Jenny looked up. “Why?”
“I think I’m gonna make some snickerdoodles with the girls,” I said.
“No, you’re not,” she said.
“You can’t make snickerdoodles,” she said. She actually looked serious about this. ”And you definitely can’t write about it.”
“What are you talking about?” I said.
“Snickerdoodles?” God, just the way she pronounced the word: chilling. “I just can’t let you do that. Too emasculating.”

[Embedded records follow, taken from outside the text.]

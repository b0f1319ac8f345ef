// This Source Code Form is subject to the terms of the Mozilla Public
// License, v. 2.0. If a copy of the MPL was not distributed with this
// file, You can obtain one at https://mozilla.org/MPL/2.0/.
//
// Copyright 2026 Edgecast Cloud LLC.

//! Server (instance) records

use std::collections::BTreeMap;
use std::fmt;
use std::str::FromStr;

use serde::{Deserialize, Deserializer, Serialize, Serializer};
use strum::EnumString;

/// Server status as reported in the `status` field.
///
/// Nova adds statuses over time, so anything unrecognised is kept verbatim
/// in [`ServerStatus::Other`] instead of failing the whole response.
#[derive(Debug, Clone, PartialEq, Eq, Hash, EnumString)]
#[strum(serialize_all = "SCREAMING_SNAKE_CASE")]
pub enum ServerStatus {
    Active,
    Build,
    Deleted,
    Error,
    HardReboot,
    Migrating,
    Password,
    Paused,
    Reboot,
    Rebuild,
    Rescue,
    Resize,
    RevertResize,
    Shelved,
    ShelvedOffloaded,
    Shutoff,
    SoftDeleted,
    Suspended,
    Unknown,
    VerifyResize,
    #[strum(default)]
    Other(String),
}

impl ServerStatus {
    pub fn as_str(&self) -> &str {
        match self {
            Self::Active => "ACTIVE",
            Self::Build => "BUILD",
            Self::Deleted => "DELETED",
            Self::Error => "ERROR",
            Self::HardReboot => "HARD_REBOOT",
            Self::Migrating => "MIGRATING",
            Self::Password => "PASSWORD",
            Self::Paused => "PAUSED",
            Self::Reboot => "REBOOT",
            Self::Rebuild => "REBUILD",
            Self::Rescue => "RESCUE",
            Self::Resize => "RESIZE",
            Self::RevertResize => "REVERT_RESIZE",
            Self::Shelved => "SHELVED",
            Self::ShelvedOffloaded => "SHELVED_OFFLOADED",
            Self::Shutoff => "SHUTOFF",
            Self::SoftDeleted => "SOFT_DELETED",
            Self::Suspended => "SUSPENDED",
            Self::Unknown => "UNKNOWN",
            Self::VerifyResize => "VERIFY_RESIZE",
            Self::Other(s) => s,
        }
    }
}

impl fmt::Display for ServerStatus {
    fn fmt(&self, f: &mut fmt::Formatter<'_>) -> fmt::Result {
        f.write_str(self.as_str())
    }
}

impl Serialize for ServerStatus {
    fn serialize<S: Serializer>(&self, serializer: S) -> Result<S::Ok, S::Error> {
        serializer.serialize_str(self.as_str())
    }
}

impl<'de> Deserialize<'de> for ServerStatus {
    fn deserialize<D: Deserializer<'de>>(deserializer: D) -> Result<Self, D::Error> {
        let raw = String::deserialize(deserializer)?;
        // The `Other` fallback makes parsing infallible.
        Ok(ServerStatus::from_str(&raw).unwrap_or(ServerStatus::Other(raw)))
    }
}

/// Kind of address attached to a server port
#[derive(Debug, Clone, Copy, PartialEq, Eq, Serialize, Deserialize)]
#[serde(rename_all = "lowercase")]
pub enum AddressType {
    Fixed,
    Floating,
}

/// One entry of a server's `addresses` map
#[derive(Debug, Clone, PartialEq, Eq, Serialize, Deserialize)]
pub struct ServerAddress {
    pub addr: String,
    pub version: u8,
    /// Absent on clouds without the extended-IPs extension
    #[serde(
        rename = "OS-EXT-IPS:type",
        default,
        skip_serializing_if = "Option::is_none"
    )]
    pub kind: Option<AddressType>,
    #[serde(
        rename = "OS-EXT-IPS-MAC:mac_addr",
        default,
        skip_serializing_if = "Option::is_none"
    )]
    pub mac_addr: Option<String>,
}

/// A compute instance as returned by `GET /servers/{id}`
#[derive(Debug, Clone, PartialEq, Eq, Serialize, Deserialize)]
pub struct Server {
    pub id: String,
    pub name: String,
    pub status: ServerStatus,
    /// Compute host the instance currently runs on. Only visible to admins.
    #[serde(
        rename = "OS-EXT-SRV-ATTR:host",
        default,
        skip_serializing_if = "Option::is_none"
    )]
    pub host: Option<String>,
    #[serde(
        rename = "OS-EXT-SRV-ATTR:hypervisor_hostname",
        default,
        skip_serializing_if = "Option::is_none"
    )]
    pub hypervisor_hostname: Option<String>,
    #[serde(
        rename = "OS-EXT-STS:task_state",
        default,
        skip_serializing_if = "Option::is_none"
    )]
    pub task_state: Option<String>,
    /// Network name to addresses on that network
    #[serde(default)]
    pub addresses: BTreeMap<String, Vec<ServerAddress>>,
}

/// Addresses of an instance split by kind
#[derive(Debug, Clone, Default, PartialEq, Eq, Serialize)]
pub struct InstanceIps {
    pub fixed: Option<String>,
    pub floating: Option<String>,
}

impl Server {
    pub fn is_active(&self) -> bool {
        self.status == ServerStatus::Active
    }

    /// First fixed and first floating address, walking networks in name
    /// order. Addresses without an `OS-EXT-IPS:type` count as fixed.
    pub fn ips(&self) -> InstanceIps {
        let mut ips = InstanceIps::default();
        for addr in self.addresses.values().flatten() {
            let slot = match addr.kind {
                Some(AddressType::Floating) => &mut ips.floating,
                Some(AddressType::Fixed) | None => &mut ips.fixed,
            };
            if slot.is_none() {
                *slot = Some(addr.addr.clone());
            }
        }
        ips
    }
}

/// `{"server": {...}}`
#[derive(Debug, Clone, Serialize, Deserialize)]
pub struct ServerEnvelope {
    pub server: Server,
}

/// `{"servers": [...]}` from `GET /servers/detail`
#[derive(Debug, Clone, Serialize, Deserialize)]
pub struct ServerList {
    pub servers: Vec<Server>,
}
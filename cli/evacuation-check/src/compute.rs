// This Source Code Form is subject to the terms of the Mozilla Public
// License, v. 2.0. If a copy of the MPL was not distributed with this
// file, You can obtain one at https://mozilla.org/MPL/2.0/.
//
// Copyright 2026 Edgecast Cloud LLC.

//! Compute API seam used by the evacuation flow

use async_trait::async_trait;
use nova_api::{Hypervisor, Server};
use nova_client::{NovaClient, NovaError};

/// The compute operations the evacuation flow and the API trigger rely on.
#[async_trait]
pub trait ComputeApi: Send + Sync {
    /// Re-read a server's current state
    async fn get_server(&self, id: &str) -> Result<Server, NovaError>;

    async fn list_hypervisors(&self) -> Result<Vec<Hypervisor>, NovaError>;

    async fn list_servers_on_host(&self, host: &str) -> Result<Vec<Server>, NovaError>;

    async fn live_migrate(
        &self,
        id: &str,
        host: Option<&str>,
        block_migration: bool,
    ) -> Result<(), NovaError>;
}

#[async_trait]
impl ComputeApi for NovaClient {
    async fn get_server(&self, id: &str) -> Result<Server, NovaError> {
        NovaClient::get_server(self, id).await
    }

    async fn list_hypervisors(&self) -> Result<Vec<Hypervisor>, NovaError> {
        NovaClient::list_hypervisors(self).await
    }

    async fn list_servers_on_host(&self, host: &str) -> Result<Vec<Server>, NovaError> {
        NovaClient::list_servers_on_host(self, host).await
    }

    async fn live_migrate(
        &self,
        id: &str,
        host: Option<&str>,
        block_migration: bool,
    ) -> Result<(), NovaError> {
        NovaClient::live_migrate(self, id, host, block_migration).await
    }
}
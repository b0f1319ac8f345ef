// This Source Code Form is subject to the terms of the Mozilla Public
// License, v. 2.0. If a copy of the MPL was not distributed with this
// file, You can obtain one at https://mozilla.org/MPL/2.0/.
//
// Copyright 2026 Edgecast Cloud LLC.

//! OpenStack Compute (Nova) API Client
//!
//! A small hand-written client covering the endpoints the evacuation checks
//! need:
//!
//! - `GET /servers/{id}` - refresh a single instance
//! - `GET /servers/detail?host=..&all_tenants=1` - instances on a host
//! - `GET /os-hypervisors/detail` - compute hosts
//! - `POST /servers/{id}/action` with `os-migrateLive`
//!
//! Every request carries the Keystone token and pins the compute API
//! microversion (see [`nova_api::DEFAULT_MICROVERSION`]).
//!
//! ```ignore
//! use nova_client::NovaClient;
//!
//! let client = NovaClient::new(compute_url, session.token().clone(), Duration::from_secs(30))?;
//! for hv in client.list_hypervisors().await? {
//!     println!("{}", hv.hypervisor_hostname);
//! }
//! ```

use std::time::Duration;

use keystone_auth::AUTH_TOKEN_HEADER;
use nova_api::{
    DEFAULT_MICROVERSION, Fault, Hypervisor, HypervisorList, LiveMigrateAction,
    MICROVERSION_HEADER, Server, ServerEnvelope, ServerList,
};
use reqwest::{Client, RequestBuilder, Response};
use secrecy::{ExposeSecret, SecretString};
use serde::de::DeserializeOwned;
use thiserror::Error;
use url::Url;

pub use nova_api as types;

/// Compute client errors
#[derive(Debug, Error)]
pub enum NovaError {
    #[error("HTTP request failed: {0}")]
    Http(#[from] reqwest::Error),

    #[error("Compute API returned {status}: {message}")]
    Api { status: u16, message: String },

    #[error("Failed to decode compute API response: {0}")]
    Decode(#[from] serde_json::Error),

    #[error("Invalid compute URL: {0}")]
    Url(#[from] url::ParseError),

    #[error("Compute URL cannot carry a path: {0}")]
    InvalidBaseUrl(String),
}

/// Authenticated compute API client
#[derive(Clone, Debug)]
pub struct NovaClient {
    http: Client,
    base_url: Url,
    token: SecretString,
    microversion: String,
}

impl NovaClient {
    /// Create a client for the compute endpoint at `base_url` (as listed in
    /// the service catalog, e.g. `http://host:8774/v2.1`).
    pub fn new(base_url: &str, token: SecretString, timeout: Duration) -> Result<Self, NovaError> {
        let http = Client::builder().timeout(timeout).build()?;
        Self::with_http_client(base_url, token, http)
    }

    /// Create a client on top of an existing reqwest client
    pub fn with_http_client(
        base_url: &str,
        token: SecretString,
        http: Client,
    ) -> Result<Self, NovaError> {
        let base_url = Url::parse(base_url.trim_end_matches('/'))?;
        if base_url.cannot_be_a_base() {
            return Err(NovaError::InvalidBaseUrl(base_url.to_string()));
        }
        Ok(Self {
            http,
            base_url,
            token,
            microversion: DEFAULT_MICROVERSION.to_string(),
        })
    }

    fn url(&self, segments: &[&str]) -> Result<Url, NovaError> {
        let mut url = self.base_url.clone();
        url.path_segments_mut()
            .map_err(|()| NovaError::InvalidBaseUrl(self.base_url.to_string()))?
            .pop_if_empty()
            .extend(segments);
        Ok(url)
    }

    fn authorize(&self, request: RequestBuilder) -> RequestBuilder {
        request
            .header(AUTH_TOKEN_HEADER, self.token.expose_secret())
            .header(MICROVERSION_HEADER, &self.microversion)
            .header(
                "OpenStack-API-Version",
                format!("compute {}", self.microversion),
            )
            .header(reqwest::header::ACCEPT, "application/json")
    }

    async fn check(response: Response) -> Result<Response, NovaError> {
        let status = response.status();
        if status.is_success() {
            return Ok(response);
        }
        let body = response.text().await.unwrap_or_default();
        let message = Fault::from_body(&body)
            .map(|f| f.message)
            .unwrap_or_else(|| body.trim().to_string());
        tracing::debug!(status = status.as_u16(), %message, "compute API error");
        Err(NovaError::Api {
            status: status.as_u16(),
            message,
        })
    }

    async fn get_json<T: DeserializeOwned>(&self, url: Url) -> Result<T, NovaError> {
        tracing::debug!(%url, "GET");
        let response = self.authorize(self.http.get(url)).send().await?;
        let body = Self::check(response).await?.bytes().await?;
        Ok(serde_json::from_slice(&body)?)
    }

    /// Fetch the current state of a server
    pub async fn get_server(&self, id: &str) -> Result<Server, NovaError> {
        let url = self.url(&["servers", id])?;
        let envelope: ServerEnvelope = self.get_json(url).await?;
        Ok(envelope.server)
    }

    /// List servers of every project currently placed on `host`
    pub async fn list_servers_on_host(&self, host: &str) -> Result<Vec<Server>, NovaError> {
        let mut url = self.url(&["servers", "detail"])?;
        url.query_pairs_mut()
            .append_pair("host", host)
            .append_pair("all_tenants", "1");
        let list: ServerList = self.get_json(url).await?;
        Ok(list.servers)
    }

    /// List compute hosts, in the order the API returns them
    pub async fn list_hypervisors(&self) -> Result<Vec<Hypervisor>, NovaError> {
        let url = self.url(&["os-hypervisors", "detail"])?;
        let list: HypervisorList = self.get_json(url).await?;
        Ok(list.hypervisors)
    }

    /// Ask Nova to live-migrate a server. Returns once the request is
    /// accepted (202); the migration itself runs asynchronously.
    pub async fn live_migrate(
        &self,
        id: &str,
        host: Option<&str>,
        block_migration: bool,
    ) -> Result<(), NovaError> {
        let url = self.url(&["servers", id, "action"])?;
        let body = LiveMigrateAction::new(host.map(str::to_string), block_migration);
        tracing::debug!(%url, server = id, ?host, block_migration, "POST os-migrateLive");
        let response = self
            .authorize(self.http.post(url))
            .json(&body)
            .send()
            .await?;
        Self::check(response).await?;
        Ok(())
    }
}
// This Source Code Form is subject to the terms of the Mozilla Public
// License, v. 2.0. If a copy of the MPL was not distributed with this
// file, You can obtain one at https://mozilla.org/MPL/2.0/.
//
// Copyright 2026 Edgecast Cloud LLC.

//! evacuation-check: live-evacuate the host running a set of instances onto
//! another hypervisor, then verify placement and guest connectivity.

use std::sync::Arc;

use anyhow::{Context, Result};
use clap::Parser;
use evacuation_check::config::{ComputeAccess, RunArgs, Settings, TriggerKind};
use evacuation_check::{
    ApiTrigger, ComputeApi, EvacuationFlow, EvacuationTrigger, NovaCliTrigger, SshPingCheck,
    output,
};
use nova_client::NovaClient;
use secrecy::SecretString;

#[derive(Parser)]
#[command(
    name = "evacuation-check",
    version,
    about = "Live-evacuate a compute host and verify the instances survive",
    long_about = "Block-migrates every instance off the host running the given \
                  instances, waits for them to come back ACTIVE on the target \
                  hypervisor, and pings between them from inside the guests."
)]
struct Cli {
    /// Instance IDs, all on the same compute host (at least 2)
    #[arg(required = true, num_args = 1.., value_name = "INSTANCE")]
    instances: Vec<String>,

    #[command(flatten)]
    run: RunArgs,

    /// Output the report as JSON
    #[arg(short, long)]
    json: bool,

    /// Verbose output
    #[arg(short, long)]
    verbose: bool,
}

async fn build_compute(settings: &Settings) -> Result<NovaClient> {
    let http = reqwest::Client::builder()
        .timeout(settings.http_timeout)
        .build()
        .context("Failed to build HTTP client")?;

    let (url, token): (String, SecretString) = match &settings.access {
        ComputeAccess::Direct { compute_url, token } => (compute_url.clone(), token.clone()),
        ComputeAccess::Keystone {
            config,
            interface,
            region,
        } => {
            let session = keystone_auth::authenticate(&http, config)
                .await
                .context("Keystone authentication failed")?;
            let url = session
                .endpoint("compute", *interface, region.as_deref())
                .context("No compute endpoint in the service catalog")?
                .to_string();
            (url, session.token().clone())
        }
    };

    tracing::info!(compute_url = %url, "using compute endpoint");
    NovaClient::with_http_client(&url, token, http).context("Invalid compute endpoint")
}

#[tokio::main]
async fn main() -> Result<()> {
    let cli = Cli::parse();

    let default_filter = if cli.verbose {
        "evacuation_check=debug,nova_client=debug,keystone_auth=debug,wait_util=debug"
    } else {
        "evacuation_check=info,keystone_auth=info"
    };
    tracing_subscriber::fmt()
        .with_env_filter(tracing_subscriber::EnvFilter::new(
            std::env::var("RUST_LOG").unwrap_or_else(|_| default_filter.to_string()),
        ))
        .with_writer(std::io::stderr)
        .init();

    // reqwest is built without a bundled provider.
    let _ = rustls::crypto::ring::default_provider().install_default();

    let settings = Settings::load(&cli.run).await?;
    let compute: Arc<dyn ComputeApi> = Arc::new(build_compute(&settings).await?);

    let trigger: Arc<dyn EvacuationTrigger> = match settings.trigger {
        TriggerKind::Cli => Arc::new(NovaCliTrigger::new(settings.nova_cli.clone())),
        TriggerKind::Api => Arc::new(ApiTrigger::new(compute.clone())),
    };

    let flow = EvacuationFlow::new(compute, trigger, Arc::new(SshPingCheck::default()))
        .with_options(settings.flow.clone());
    let report = flow
        .run(&cli.instances, &settings.environment, &settings.keypair)
        .await?;

    if cli.json {
        output::print_json(&report)?;
    } else {
        output::print_report(&report);
    }
    Ok(())
}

I’m not going to get too deep into the subtext here, or any latent impressions Jenny may or may not have about men who bake — let alone bake snickerdoodles – but let’s just say it felt a little like the person I love very much and with whom I have had two children, was calling my sh#t out. Like, seriously? A guy wants to do something fun with the kids on a sleepy Saturday morning, and he gets hazed by his wife? The thing is, there’s a lot you do as a parent — or, okay, as a father of two daughters — that carries an unmistakable whiff of the surrender-monkey to it. Printing out and memorizing the lyrics to Lady Gaga’s new single: that would definitely be one of those things. Enduring Ryan Seacrest in silence: yup. Nursing a lifelong grudge against musical theater and yet pretending, without complaint, to be Julie Andrews in The Sound of Music when it is called for*. Getting a (small, cute) dog and naming it Iris. Applying toenail polish (no smudges!) in rainbow colors on one tiny foot, and then doing the other tiny foot in the opposite color progression. Over the past several years, I’ve done all those things and so, so much worse and — apologies in advance to all the bros out there who may be reading this — the truth is, I never really gave any of it a second thought. Don’t you kind of check your manly bona fides at the door when you have kids? I mean, isn’t that part of the point?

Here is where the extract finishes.